**What needs to be done**
Transcribe exactly the first line of the listing below and each line that follows it, ending with the line that contains "x >= self.x0", and omit the remainder.

□ □ □ □ □ □ □

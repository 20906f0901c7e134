use std::collections::HashSet;

use serde::{Deserialize, Serialize};

use crate::color::Color;
use crate::defs::{CityCategory, ProvinceDecl};
use crate::raster::MapRaster;

/// A 2-D point in the map's normalized coordinate space.
#[derive(Debug, Clone, Copy, PartialEq, Default, Serialize, Deserialize)]
pub struct Vec2 {
    pub x: f32,
    pub y: f32,
}

impl Vec2 {
    pub const fn new(x: f32, y: f32) -> Self {
        Self { x, y }
    }
}

/// Axis-aligned rectangle in normalized device coordinates.
///
/// `(x0, y0)` is the top-left corner and `(x1, y1)` the bottom-right one;
/// x runs from -1 at the left edge of the map to +1 at the right, y from +1
/// at the top to -1 at the bottom.
#[derive(Debug, Clone, Copy, PartialEq, Serialize, Deserialize)]
pub struct Rect {
    pub x0: f32,
    pub y0: f32,
    pub x1: f32,
    pub y1: f32,
}

impl Rect {
    pub fn contains(&self, x: f32, y: f32) -> bool {
        x >= self.x0 && x <= self.x1 && y >= self.y1 && y <= self.y0
    }
}

/// A single territorial unit recovered from the map bitmap.
///
/// Every pixel of the province's color belongs to it, contiguous or not;
/// area and adjacency accumulate across all occurrences of the color.
#[derive(Debug, Clone, Serialize, Deserialize)]
pub struct Province {
    pub name: String,
    pub color: Color,
    pub category: CityCategory,

    // City data, seeded from the declaration record
    pub population: i32,
    pub wealth: i32,
    pub food: i32,
    pub production: i32,
    pub strength: i32,

    rects: Vec<Rect>,
    center: Vec2,
    area: u64,
    adjacent_colors: HashSet<Color>,
}

impl Province {
    /// Scan the raster for every pixel matching the declaration's color and
    /// build the province's rectangle runs, area, centroid and touching-color
    /// set.
    ///
    /// Only colors present in `used_colors` are ever recorded as adjacent, so
    /// unregistered background colors never show up as neighbors.
    pub fn extract(raster: &MapRaster, decl: &ProvinceDecl, used_colors: &HashSet<Color>) -> Self {
        let mut province = Self::from_decl(decl);
        let target = decl.color;

        let width = raster.width() as usize;
        let height = raster.height() as usize;
        let dx = 2.0 / width as f32;
        let dy = -2.0 / height as f32;

        let mut center_sum = Vec2::default();

        let mut i = 0;
        while i < raster.len() {
            if raster.color_at(i) != target {
                i += 1;
                continue;
            }

            let row = i / width;
            let col = i % width;
            let p = col as f32 * dx - 1.0;
            let q = row as f32 * dy + 1.0;

            // Pixel just before the run
            if col > 0 {
                province.note_adjacent(raster.color_at(i - 1), used_colors);
            }

            // Greedily extend the run rightward within this row
            let start = i;
            while i < raster.len() && i / width == row && raster.color_at(i) == target {
                i += 1;
                province.area += 1;
            }
            let run = i - start;

            // Pixel just after the run
            if col + run < width {
                province.note_adjacent(raster.color_at(i), used_colors);
            }

            // The run's full span one row above and below
            for j in start..start + run {
                if row > 0 {
                    province.note_adjacent(raster.color_at(j - width), used_colors);
                }
                if row + 1 < height {
                    province.note_adjacent(raster.color_at(j + width), used_colors);
                }
            }

            let p_end = p + run as f32 * dx;
            province.rects.push(Rect {
                x0: p,
                y0: q,
                x1: p_end,
                y1: q + dy,
            });
            center_sum.x += p + p_end;
            center_sum.y += q + q + dy;
        }

        province.adjacent_colors.remove(&target);

        // The centroid denominator is the stored rectangle-corner count, not
        // the pixel area. Existing map layouts depend on this normalization.
        if !province.rects.is_empty() {
            let corners = (province.rects.len() * 4) as f32;
            province.center = Vec2::new(center_sum.x / corners, center_sum.y / corners);
        }

        province
    }

    fn from_decl(decl: &ProvinceDecl) -> Self {
        Self {
            name: decl.name.clone(),
            color: decl.color,
            category: decl.category,
            population: decl.population,
            wealth: decl.wealth,
            food: decl.food,
            production: decl.production,
            strength: decl.strength,
            rects: Vec::new(),
            center: Vec2::default(),
            area: 0,
            adjacent_colors: HashSet::new(),
        }
    }

    fn note_adjacent(&mut self, color: Color, used_colors: &HashSet<Color>) {
        if used_colors.contains(&color) {
            self.adjacent_colors.insert(color);
        }
    }

    /// Total number of pixels carrying this province's color.
    pub fn area(&self) -> u64 {
        self.area
    }

    /// Accumulated centroid of the province's rectangles.
    pub fn center(&self) -> Vec2 {
        self.center
    }

    pub fn rects(&self) -> &[Rect] {
        &self.rects
    }

    /// Colors found touching this province's boundary, its own excluded.
    pub fn adjacent_colors(&self) -> &HashSet<Color> {
        &self.adjacent_colors
    }

    pub fn is_adjacent(&self, color: Color) -> bool {
        self.adjacent_colors.contains(&color)
    }

    pub fn is_traversable(&self) -> bool {
        self.category.is_traversable()
    }

    /// Point-in-province test in normalized device coordinates.
    pub fn contains(&self, x: f32, y: f32) -> bool {
        self.rects.iter().any(|rect| rect.contains(x, y))
    }
}

#[cfg(test)]
mod tests {
    use super::*;

    fn decl(id: &str, color: Color) -> ProvinceDecl {
        ProvinceDecl {
            id: id.to_string(),
            color,
            name: id.to_string(),
            category: CityCategory::City,
            population: 0,
            wealth: 0,
            food: 0,
            production: 0,
            strength: 0,
        }
    }

    /// Build an RGB raster from one byte per pixel, mapping each byte to a
    /// grey color.
    fn raster_from_bytes(width: u32, height: u32, pixels: &[u8]) -> MapRaster {
        let data: Vec<u8> = pixels.iter().flat_map(|&v| [v, v, v]).collect();
        MapRaster::from_raw(width, height, 3, data).unwrap()
    }

    fn grey(v: u8) -> Color {
        Color::new(v, v, v)
    }

    #[test]
    fn test_area_matches_pixel_count() {
        #[rustfmt::skip]
        let raster = raster_from_bytes(4, 3, &[
            1, 1, 0, 1,
            0, 1, 1, 0,
            1, 0, 0, 1,
        ]);
        let used = HashSet::from([grey(1)]);

        let province = Province::extract(&raster, &decl("PR1", grey(1)), &used);
        assert_eq!(province.area(), 7);
    }

    #[test]
    fn test_rect_areas_sum_to_pixel_area() {
        #[rustfmt::skip]
        let raster = raster_from_bytes(5, 3, &[
            1, 1, 1, 0, 1,
            0, 0, 1, 1, 1,
            1, 1, 0, 0, 0,
        ]);
        let used = HashSet::from([grey(1)]);
        let province = Province::extract(&raster, &decl("PR1", grey(1)), &used);

        let dx = 2.0 / 5.0;
        let dy = -2.0 / 3.0;
        let total: f32 = province
            .rects()
            .iter()
            .map(|r| ((r.x1 - r.x0) / dx) * ((r.y1 - r.y0) / dy))
            .sum();
        assert!((total - province.area() as f32).abs() < 1e-3);
    }

    #[test]
    fn test_one_rect_per_row_run() {
        #[rustfmt::skip]
        let raster = raster_from_bytes(4, 2, &[
            1, 1, 0, 1,
            1, 1, 1, 1,
        ]);
        let used = HashSet::from([grey(1)]);
        let province = Province::extract(&raster, &decl("PR1", grey(1)), &used);

        // Row 0 splits into two runs, row 1 is a single run
        assert_eq!(province.rects().len(), 3);
    }

    #[test]
    fn test_centroid_uses_corner_count_denominator() {
        // Single 2x1 run in a 4x4 map
        #[rustfmt::skip]
        let raster = raster_from_bytes(4, 4, &[
            0, 0, 0, 0,
            0, 1, 1, 0,
            0, 0, 0, 0,
            0, 0, 0, 0,
        ]);
        let used = HashSet::from([grey(1)]);
        let province = Province::extract(&raster, &decl("PR1", grey(1)), &used);

        let dx = 2.0 / 4.0;
        let dy = -2.0 / 4.0;
        let p = 1.0 * dx - 1.0;
        let q = 1.0 * dy + 1.0;
        let p_end = p + 2.0 * dx;

        // One rect contributes (p + p_end, 2q + dy), divided by its 4 corners
        let expected = Vec2::new((p + p_end) / 4.0, (q + q + dy) / 4.0);
        assert!((province.center().x - expected.x).abs() < 1e-6);
        assert!((province.center().y - expected.y).abs() < 1e-6);
    }

    #[test]
    fn test_adjacency_detected_on_all_four_sides() {
        #[rustfmt::skip]
        let raster = raster_from_bytes(3, 3, &[
            0, 2, 0,
            3, 1, 4,
            0, 5, 0,
        ]);
        let used = HashSet::from([grey(1), grey(2), grey(3), grey(4), grey(5)]);
        let province = Province::extract(&raster, &decl("PR1", grey(1)), &used);

        assert!(province.is_adjacent(grey(2)));
        assert!(province.is_adjacent(grey(3)));
        assert!(province.is_adjacent(grey(4)));
        assert!(province.is_adjacent(grey(5)));
        assert!(!province.is_adjacent(grey(1)));
        assert_eq!(province.adjacent_colors().len(), 4);
    }

    #[test]
    fn test_unregistered_colors_are_not_adjacent() {
        #[rustfmt::skip]
        let raster = raster_from_bytes(3, 1, &[
            2, 1, 3,
        ]);
        // Only color 2 is registered; 3 is background
        let used = HashSet::from([grey(1), grey(2)]);
        let province = Province::extract(&raster, &decl("PR1", grey(1)), &used);

        assert!(province.is_adjacent(grey(2)));
        assert!(!province.is_adjacent(grey(3)));
    }

    #[test]
    fn test_disjoint_pixel_groups_accumulate() {
        // The same color in two separated corners is still one province
        #[rustfmt::skip]
        let raster = raster_from_bytes(4, 4, &[
            1, 1, 0, 0,
            0, 0, 0, 0,
            0, 0, 0, 0,
            0, 0, 1, 1,
        ]);
        let used = HashSet::from([grey(1)]);
        let province = Province::extract(&raster, &decl("PR1", grey(1)), &used);

        assert_eq!(province.area(), 4);
        assert_eq!(province.rects().len(), 2);
    }

    #[test]
    fn test_contains_hits_stored_rects() {
        #[rustfmt::skip]
        let raster = raster_from_bytes(2, 2, &[
            1, 0,
            0, 0,
        ]);
        let used = HashSet::from([grey(1)]);
        let province = Province::extract(&raster, &decl("PR1", grey(1)), &used);

        // Top-left pixel covers x in [-1, 0], y in [0, 1]
        assert!(province.contains(-0.5, 0.5));
        assert!(!province.contains(0.5, 0.5));
        assert!(!province.contains(-0.5, -0.5));
    }

    #[test]
    fn test_absent_color_yields_empty_province() {
        let raster = raster_from_bytes(2, 2, &[0, 0, 0, 0]);
        let used = HashSet::from([grey(1)]);
        let province = Province::extract(&raster, &decl("PR1", grey(1)), &used);

        assert_eq!(province.area(), 0);
        assert!(province.rects().is_empty());
        assert_eq!(province.center(), Vec2::default());
    }
}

□ □ □ □ □ □ □

**Solution**
repository 20906f0901c7e134
use std::collections::HashSet;

use serde::{Deserialize, Serialize};

use crate::color::Color;
use crate::defs::{CityCategory, ProvinceDecl};
use crate::raster::MapRaster;

/// A 2-D point in the map's normalized coordinate space.
#[derive(Debug, Clone, Copy, PartialEq, Default, Serialize, Deserialize)]
pub struct Vec2 {
    pub x: f32,
    pub y: f32,
}

impl Vec2 {
    pub const fn new(x: f32, y: f32) -> Self {
        Self { x, y }
    }
}

/// Axis-aligned rectangle in normalized device coordinates.
///
/// `(x0, y0)` is the top-left corner and `(x1, y1)` the bottom-right one;
/// x runs from -1 at the left edge of the map to +1 at the right, y from +1
/// at the top to -1 at the bottom.
#[derive(Debug, Clone, Copy, PartialEq, Serialize, Deserialize)]
pub struct Rect {
    pub x0: f32,
    pub y0: f32,
    pub x1: f32,
    pub y1: f32,
}

impl Rect {
    pub fn contains(&self, x: f32, y: f32) -> bool {
        x >= self.x0 && x <= self.x1 && y >= self.y1 && y <= self.y0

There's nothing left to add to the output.